■ **EXERCISE BRIEF**: Below is a listing. Write out exactly its lines between the one holding "Filter level |" and the one holding "use tracing_appender::non_blocking::WorkerGuard;", inclusive.

■ **RECORDS FOR THE EXERCISE**:
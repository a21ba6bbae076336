//! Application layer for Stencil.
//!
//! This layer contains:
//! - **Services**: Use case orchestration (ScaffoldPipeline, TemplateService)
//! - **Ports**: Interface definitions (traits) for external dependencies
//! - **Errors**: Application-specific error types
//!
//! The application layer coordinates the domain layer but contains no
//! business rules itself. Those live in `crate::domain`.

pub mod cancellation;
pub mod error;
pub mod ports;
pub mod services;

// Re-export main services
pub use services::{
    FeatureStripper, ScaffoldPipeline, ScaffoldPlan, ScaffoldRun, StripSummary, TemplateInfo,
    TemplateService, TextRelocator,
};

// Re-export port traits (for adapter implementation)
pub use ports::{Filesystem, ManifestStore, VersionControl};

pub use cancellation::CancellationToken;
pub use error::ApplicationError;
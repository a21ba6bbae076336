//! Shell completion generation.

use clap::CommandFactory;
use clap_complete::{generate, shells};

use crate::cli::{Cli, CompletionsArgs, Shell};

const BIN_NAME: &str = "stencil";

pub fn execute(args: CompletionsArgs) -> crate::error::CliResult<()> {
    let mut cmd = Cli::command();
    let mut out = std::io::stdout();

    match args.shell {
        Shell::Bash => generate(shells::Bash, &mut cmd, BIN_NAME, &mut out),
        Shell::Zsh => generate(shells::Zsh, &mut cmd, BIN_NAME, &mut out),
        Shell::Fish => generate(shells::Fish, &mut cmd, BIN_NAME, &mut out),
        Shell::PowerShell => generate(shells::PowerShell, &mut cmd, BIN_NAME, &mut out),
        Shell::Elvish => generate(shells::Elvish, &mut cmd, BIN_NAME, &mut out),
    };

    Ok(())
}
//! Application services - orchestrate use cases.
//!
//! Services coordinate the domain layer and ports to accomplish
//! high-level use cases like "scaffold a project" or "describe a template".

pub mod relocator;
pub mod scaffold_pipeline;
pub mod stripper;
pub mod template_service;

pub use relocator::TextRelocator;
pub use scaffold_pipeline::{ScaffoldPipeline, ScaffoldPlan, ScaffoldRun};
pub use stripper::{FeatureStripper, StripSummary};
pub use template_service::{TemplateInfo, TemplateService};
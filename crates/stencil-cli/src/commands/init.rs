//! `stencil init`: create a default configuration file.

use std::path::PathBuf;

use crate::{
    cli::InitArgs,
    config::{AppConfig, LOCAL_CONFIG_FILE},
    error::{CliError, CliResult, IntoCli},
    output::OutputManager,
};

/// Create a default Stencil configuration file.
pub fn execute(args: InitArgs, output: OutputManager) -> CliResult<()> {
    output.info("Initialising configuration...")?;

    let config_path = if args.local {
        PathBuf::from(LOCAL_CONFIG_FILE)
    } else {
        AppConfig::global_config_path()
    };

    // Bail early if the file already exists and --force was not given.
    if config_path.exists() && !args.force {
        output.warning(&format!(
            "Config already exists at {}  (use --force to overwrite)",
            config_path.display(),
        ))?;
        return Ok(());
    }

    let toml = toml::to_string_pretty(&AppConfig::default()).map_err(|e| {
        CliError::ConfigError {
            message: format!("Failed to serialise default config: {e}"),
            source: Some(Box::new(e)),
        }
    })?;

    if let Some(parent) = config_path.parent().filter(|p| !p.as_os_str().is_empty()) {
        std::fs::create_dir_all(parent).with_cli_context(|| {
            format!("Failed to create config directory '{}'", parent.display())
        })?;
    }

    std::fs::write(&config_path, &toml)
        .with_cli_context(|| format!("Failed to write config to '{}'", config_path.display()))?;

    output.success(&format!(
        "Configuration created at {}",
        config_path.display(),
    ))?;

    Ok(())
}
//! Driven (output) ports - implemented by infrastructure.
//!
//! These traits define what the application needs from external systems.
//! The `stencil-adapters` crate provides implementations.

use crate::application::CancellationToken;
use crate::domain::{TemplateId, TemplateManifest};
use crate::error::StencilResult;
use std::path::{Path, PathBuf};

/// Port for filesystem operations.
///
/// Implemented by:
/// - `stencil_adapters::filesystem::LocalFilesystem` (production)
/// - `stencil_adapters::filesystem::MemoryFilesystem` (testing)
///
/// ## Contract
///
/// - Failures are reported as `ApplicationError::Io`, except undecodable
///   content which is `ApplicationError::Encoding`
/// - `rename`, `remove_dir_all` and `remove_file` fail when the source is
///   missing; `rename` also fails when the destination exists
/// - `write_file` creates missing parent directories
#[cfg_attr(test, mockall::automock)]
pub trait Filesystem: Send + Sync {
    /// Check if path exists.
    fn exists(&self, path: &Path) -> bool;

    /// Read a whole file as UTF-8 text.
    fn read_to_string(&self, path: &Path) -> StencilResult<String>;

    /// Write content to a file, replacing what was there.
    fn write_file(&self, path: &Path, content: &str) -> StencilResult<()>;

    /// Move a file or directory.
    fn rename(&self, from: &Path, to: &Path) -> StencilResult<()>;

    /// Remove a directory and all contents.
    fn remove_dir_all(&self, path: &Path) -> StencilResult<()>;

    /// Remove a single file.
    fn remove_file(&self, path: &Path) -> StencilResult<()>;

    /// Every file under `root`, recursively, sorted.
    fn list_files(&self, root: &Path) -> StencilResult<Vec<PathBuf>>;
}

/// Port for running version control commands.
///
/// Implemented by:
/// - `stencil_adapters::git::GitCli` (spawns `git`)
///
/// The working directory is always explicit; implementations never change
/// the process-wide current directory.
pub trait VersionControl: Send + Sync {
    /// Run one command to completion.
    ///
    /// Returns `ApplicationError::Subprocess` on a non-zero exit and
    /// `ApplicationError::Cancelled` when `cancel` fires while waiting.
    fn run(
        &self,
        args: &[&str],
        working_dir: &Path,
        cancel: &CancellationToken,
    ) -> StencilResult<()>;
}

/// Port for template manifest storage and retrieval.
///
/// Implemented by:
/// - `stencil_adapters::manifest_store::InMemoryManifestStore` (built-in manifests)
pub trait ManifestStore: Send + Sync {
    /// Get a manifest by id, or `ApplicationError::TemplateNotFound`.
    fn get(&self, id: &TemplateId) -> StencilResult<TemplateManifest>;

    /// List all manifests, ordered by id.
    fn list(&self) -> StencilResult<Vec<TemplateManifest>>;

    /// Insert or replace a manifest. Invalid manifests are rejected.
    fn insert(&self, manifest: TemplateManifest) -> StencilResult<()>;
}
pub mod common;
pub mod manifest;
pub mod progress;
pub mod request;
pub mod rules;

use super::error::DomainError;
//! Tracing subscriber initialisation.
//!
//! Only the CLI crate is allowed to call [`init_logging`]; `stencil-core`
//! only *emits* spans and events and never touches subscribers.
//!
//! # Verbosity mapping
//!
//! | Flag(s)  | Filter level |
//! |----------|--------------|
//! | (none)   | WARN         |
//! | `-v`     | INFO         |
//! | `-vv`    | DEBUG        |
//! | `-vvv`   | TRACE        |
//! | `--quiet`| ERROR        |
//!
//! `RUST_LOG` overrides all of the above if set.

use std::io::IsTerminal as _;
use std::path::Path;

use anyhow::Context as _;
use tracing_appender::non_blocking::WorkerGuard;
use tracing_subscriber::{EnvFilter, Layer, layer::SubscriberExt, util::SubscriberInitExt};

use crate::cli::GlobalArgs;

/// Keeps the file writer flushing until dropped at the end of `main`.
#[must_use]
pub struct LoggingGuard {
    _file: Option<WorkerGuard>,
}

/// Initialise the global tracing subscriber.
///
/// Must be called exactly once, before any tracing macros fire. When
/// `log_file` is set, events at the same level are also appended to it
/// without ANSI codes.
pub fn init_logging(args: &GlobalArgs, log_file: Option<&Path>) -> anyhow::Result<LoggingGuard> {
    let level = derive_level(args);
    let filter = || {
        EnvFilter::try_from_default_env().unwrap_or_else(|_| {
            EnvFilter::new(format!(
                "stencil={level},stencil_core={level},stencil_adapters={level}"
            ))
        })
    };

    let use_ansi = !args.no_color && std::io::stderr().is_terminal();

    let stderr_layer = tracing_subscriber::fmt::layer()
        .with_target(false)
        .with_thread_ids(false)
        .with_file(false)
        .with_line_number(false)
        .with_ansi(use_ansi)
        .with_writer(std::io::stderr)
        .with_filter(filter());

    let (file_layer, guard) = match log_file {
        Some(path) => {
            let (writer, guard) = file_writer(path)?;
            let layer = tracing_subscriber::fmt::layer()
                .with_ansi(false)
                .with_target(true)
                .with_writer(writer)
                .with_filter(filter());
            (Some(layer), Some(guard))
        }
        None => (None, None),
    };

    tracing_subscriber::registry()
        .with(stderr_layer)
        .with(file_layer)
        .try_init()
        .map_err(|e| anyhow::anyhow!("Failed to initialise tracing: {e}"))?;

    Ok(LoggingGuard { _file: guard })
}

fn file_writer(
    path: &Path,
) -> anyhow::Result<(tracing_appender::non_blocking::NonBlocking, WorkerGuard)> {
    let directory = path
        .parent()
        .filter(|p| !p.as_os_str().is_empty())
        .unwrap_or_else(|| Path::new("."));
    let file_name = path
        .file_name()
        .with_context(|| format!("Log file path '{}' has no file name", path.display()))?;

    std::fs::create_dir_all(directory)
        .with_context(|| format!("Failed to create log directory '{}'", directory.display()))?;

    let appender = tracing_appender::rolling::never(directory, file_name);
    Ok(tracing_appender::non_blocking(appender))
}

/// Translate the verbosity counter + quiet flag to a level string.
fn derive_level(args: &GlobalArgs) -> &'static str {
    if args.quiet {
        return "error";
    }
    match args.verbose {
        0 => "warn",
        1 => "info",
        2 => "debug",
        _ => "trace",
    }
}
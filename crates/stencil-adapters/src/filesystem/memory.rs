//! In-memory filesystem adapter for testing.

use std::{
    collections::{BTreeMap, BTreeSet},
    path::{Path, PathBuf},
    sync::{Arc, RwLock, RwLockReadGuard, RwLockWriteGuard},
};

use stencil_core::{
    application::{ApplicationError, ports::Filesystem},
    error::{StencilError, StencilResult},
};

/// In-memory filesystem for testing.
///
/// Clones share state, so a test can keep a handle while the pipeline owns
/// another. Follows the same failure rules as `LocalFilesystem`.
#[derive(Debug, Clone, Default)]
pub struct MemoryFilesystem {
    inner: Arc<RwLock<MemoryFilesystemInner>>,
}

#[derive(Debug, Default)]
struct MemoryFilesystemInner {
    files: BTreeMap<PathBuf, String>,
    directories: BTreeSet<PathBuf>,
}

impl MemoryFilesystemInner {
    fn add_parents(&mut self, path: &Path) {
        let mut current = path.parent();
        while let Some(dir) = current.filter(|d| !d.as_os_str().is_empty()) {
            self.directories.insert(dir.to_path_buf());
            current = dir.parent();
        }
    }

    fn is_dir(&self, path: &Path) -> bool {
        self.directories.contains(path)
    }
}

impl MemoryFilesystem {
    /// Create a new empty memory filesystem.
    pub fn new() -> Self {
        Self::default()
    }

    /// Create a filesystem holding the given files.
    pub fn with_files<P, C>(files: impl IntoIterator<Item = (P, C)>) -> Self
    where
        P: Into<PathBuf>,
        C: Into<String>,
    {
        let fs = Self::new();
        fs.seed(files);
        fs
    }

    /// Add files, creating their parent directories (testing helper).
    pub fn seed<P, C>(&self, files: impl IntoIterator<Item = (P, C)>)
    where
        P: Into<PathBuf>,
        C: Into<String>,
    {
        if let Ok(mut inner) = self.inner.write() {
            for (path, content) in files {
                let path = path.into();
                inner.add_parents(&path);
                inner.files.insert(path, content.into());
            }
        }
    }

    /// Read a file's content (testing helper).
    pub fn read_file(&self, path: impl AsRef<Path>) -> Option<String> {
        let inner = self.inner.read().ok()?;
        inner.files.get(path.as_ref()).cloned()
    }

    /// All files, sorted.
    pub fn files(&self) -> Vec<PathBuf> {
        self.inner
            .read()
            .map(|inner| inner.files.keys().cloned().collect())
            .unwrap_or_default()
    }

    fn read(&self) -> StencilResult<RwLockReadGuard<'_, MemoryFilesystemInner>> {
        self.inner.read().map_err(|_| lock_error())
    }

    fn write(&self) -> StencilResult<RwLockWriteGuard<'_, MemoryFilesystemInner>> {
        self.inner.write().map_err(|_| lock_error())
    }
}

impl Filesystem for MemoryFilesystem {
    fn exists(&self, path: &Path) -> bool {
        self.inner
            .read()
            .map(|inner| inner.files.contains_key(path) || inner.is_dir(path))
            .unwrap_or(false)
    }

    fn read_to_string(&self, path: &Path) -> StencilResult<String> {
        self.read()?
            .files
            .get(path)
            .cloned()
            .ok_or_else(|| ApplicationError::io(path, "file does not exist").into())
    }

    fn write_file(&self, path: &Path, content: &str) -> StencilResult<()> {
        let mut inner = self.write()?;
        if inner.is_dir(path) {
            return Err(ApplicationError::io(path, "is a directory").into());
        }
        inner.add_parents(path);
        inner.files.insert(path.to_path_buf(), content.to_string());
        Ok(())
    }

    fn rename(&self, from: &Path, to: &Path) -> StencilResult<()> {
        let mut inner = self.write()?;
        if inner.files.contains_key(to) || inner.is_dir(to) {
            return Err(ApplicationError::io(to, "destination already exists").into());
        }

        if let Some(content) = inner.files.remove(from) {
            inner.add_parents(to);
            inner.files.insert(to.to_path_buf(), content);
            return Ok(());
        }
        if !inner.is_dir(from) {
            return Err(ApplicationError::io(from, "source does not exist").into());
        }

        let rebase = |p: &Path| -> PathBuf {
            match p.strip_prefix(from) {
                Ok(rest) if rest.as_os_str().is_empty() => to.to_path_buf(),
                Ok(rest) => to.join(rest),
                Err(_) => p.to_path_buf(),
            }
        };

        let moved_files: Vec<_> = inner
            .files
            .keys()
            .filter(|p| p.starts_with(from))
            .cloned()
            .collect();
        for old in moved_files {
            if let Some(content) = inner.files.remove(&old) {
                inner.files.insert(rebase(&old), content);
            }
        }

        let moved_dirs: Vec<_> = inner
            .directories
            .iter()
            .filter(|p| p.starts_with(from))
            .cloned()
            .collect();
        for old in moved_dirs {
            inner.directories.remove(&old);
            inner.directories.insert(rebase(&old));
        }
        inner.add_parents(to);
        Ok(())
    }

    fn remove_dir_all(&self, path: &Path) -> StencilResult<()> {
        let mut inner = self.write()?;
        if !inner.is_dir(path) {
            return Err(ApplicationError::io(path, "directory does not exist").into());
        }
        inner.directories.retain(|p| !p.starts_with(path));
        inner.files.retain(|p, _| !p.starts_with(path));
        Ok(())
    }

    fn remove_file(&self, path: &Path) -> StencilResult<()> {
        self.write()?
            .files
            .remove(path)
            .map(|_| ())
            .ok_or_else(|| ApplicationError::io(path, "file does not exist").into())
    }

    fn list_files(&self, root: &Path) -> StencilResult<Vec<PathBuf>> {
        Ok(self
            .read()?
            .files
            .keys()
            .filter(|p| p.starts_with(root))
            .cloned()
            .collect())
    }
}

fn lock_error() -> StencilError {
    StencilError::Internal {
        message: "memory filesystem lock poisoned".into(),
    }
}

■ **RESULT OF THE TASK**:
//! | Flag(s)  | Filter level |
//! |----------|--------------|
//! | (none)   | WARN         |
//! | `-v`     | INFO         |
//! | `-vv`    | DEBUG        |
//! | `-vvv`   | TRACE        |
//! | `--quiet`| ERROR        |
//!
//! `RUST_LOG` overrides all of the above if set.

use std::io::IsTerminal as _;
use std::path::Path;

use anyhow::Context as _;
use tracing_appender::non_blocking::WorkerGuard;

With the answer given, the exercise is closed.